How to Handle Challenging Customers

handle challenging customers

Handling challenging customers needs great communication skills. Firstly you need to identify the signs of a frustrated customer. Following this you need to use all your skills to turn the situation around and engage the customer positively in your business. 

How to handle challenging customers:

Avoid unconscious bias

Unconscious bias occurs when we need to make decisions and judgements quickly. Reactions are based on our personal experiences. This means there is a natural bias towards people with appearances, backgrounds, views and opinions which fit with the world view we are most familiar and comfortable with. By doing this unconsciously there is no malicious intent, we are often unaware that we have done it and of its impact and implications.

When dealing with challenging customers you need to be aware of this and how it could impact negatively on your interaction with them. Is the customer ‘challenging’? Or are they not responding and reacting in a way you expect or are used to and therefore you are not as comfortable dealing with them? Take time to consider this and whether or not your approach may be contributing to the customers attitude. 

Listen 

Often when people are upset they need to feel heard. Providing they are not using threatening language or behaviour, let them blow off some steam. Use encouraging phrases such as, “i see” and “I understand” to show you are actively listening. Don’t interrupt them. Once they have fully explained the situation and feel you are listening they will begin to calm down. You can then start to attempt to start to engage them positively.

Start from the beginning

This can be a great strategy when things have spiralled a little. Assume the position of a beginner. By adopting this approach it will prevent you from making assumptions and judgements. By avoiding assumptions and judgements you can start again and give the customer the benefit of doubt. You may know your business and service well but there is always the possibility that you may learn something new from an exchange from a customer. Approach the conversation as a new puzzle to be solved.

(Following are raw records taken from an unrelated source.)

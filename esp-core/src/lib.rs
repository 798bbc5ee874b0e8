//! ESP Core - Platform-agnostic Logic and Traits
//!
//! Diese Crate enthält KEINE Hardware-Dependencies.
//! Sie definiert die Task-State-Machine, den Handshake zum Netzwerk-Worker,
//! Retry- und Reset-Logik sowie Traits für Hardware und Remote-Service.

#![no_std]

#[macro_use]
mod fmt;

pub mod button;
pub mod clock;
pub mod config;
pub mod handshake;
pub mod machine;
#[cfg(feature = "serde")]
pub mod protocol;
pub mod render;
pub mod retry;
pub mod scheduler;
pub mod traits;
pub mod types;
pub mod worker;

// Re-exports für einfachen Zugriff
pub use button::Debouncer;
pub use clock::{ClockAnchor, WallClock};
pub use config::{DeviceConfig, ResetInstant};
pub use handshake::{Handshake, HandshakeError};
pub use machine::{DeviceStateMachine, TickInput};
pub use render::{MatrixRenderer, render_pattern};
pub use retry::{RetryDecision, RetryPolicy, RetryState};
pub use scheduler::{ResetScheduler, ResetTracker};
pub use traits::{DisplayError, PixelDisplay, RemoteError, Renderer, TaskService};
pub use types::{DeviceState, PendingRequest, RenderFrame, RequestKind, RequestOutcome};
pub use worker::NetworkWorker;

Don’t be fearful of criticism

Criticism occurs in every business and industry. If someone is critical it could be for good reason and should be taken seriously. Failure to do so can be damaging for your business. Perhaps your service doesn’t meet their expectations leading to disappointment and frustration. If left unresolved this customer will not return and may also give negative feedback about your business to others, dissuading them from using your service. 

Many people will not criticise, they will simply be annoyed by their bad experience and share this with others. So a criticism should really be used as an opportunity. However a customer highlights a grievance to you, it should be treated with grateful thanks. If you are unaware of a problem, how can you solve it? Criticisms make you aware of something you can fix and should be viewed positively.

Stay calm

As obvious as this may seem, it can be so easy to give into frustration when it feels someone is attacking you personally. But always keep in mind the person is not really attacking you, it isn’t personal, you are simply the target of their disappointment. Nothing will be achieved by point scoring or trying to ‘win’ an argument. By staying in control of your emotions you show maturity and professionalism. Always remember you are a representative for the business. Keeping your composure and not being drawn into an argument will often calm tensions and the issue can begin to be resolved.

Training 

Engage in Learning provide Customer Service Pathway courses which will help you understand why good customer service should be a crucial part of your business and how you can achieve it. The Satisfy Challenging Customers course will show you how to identify different types of challenging customers and handle them with a calm and professional approach.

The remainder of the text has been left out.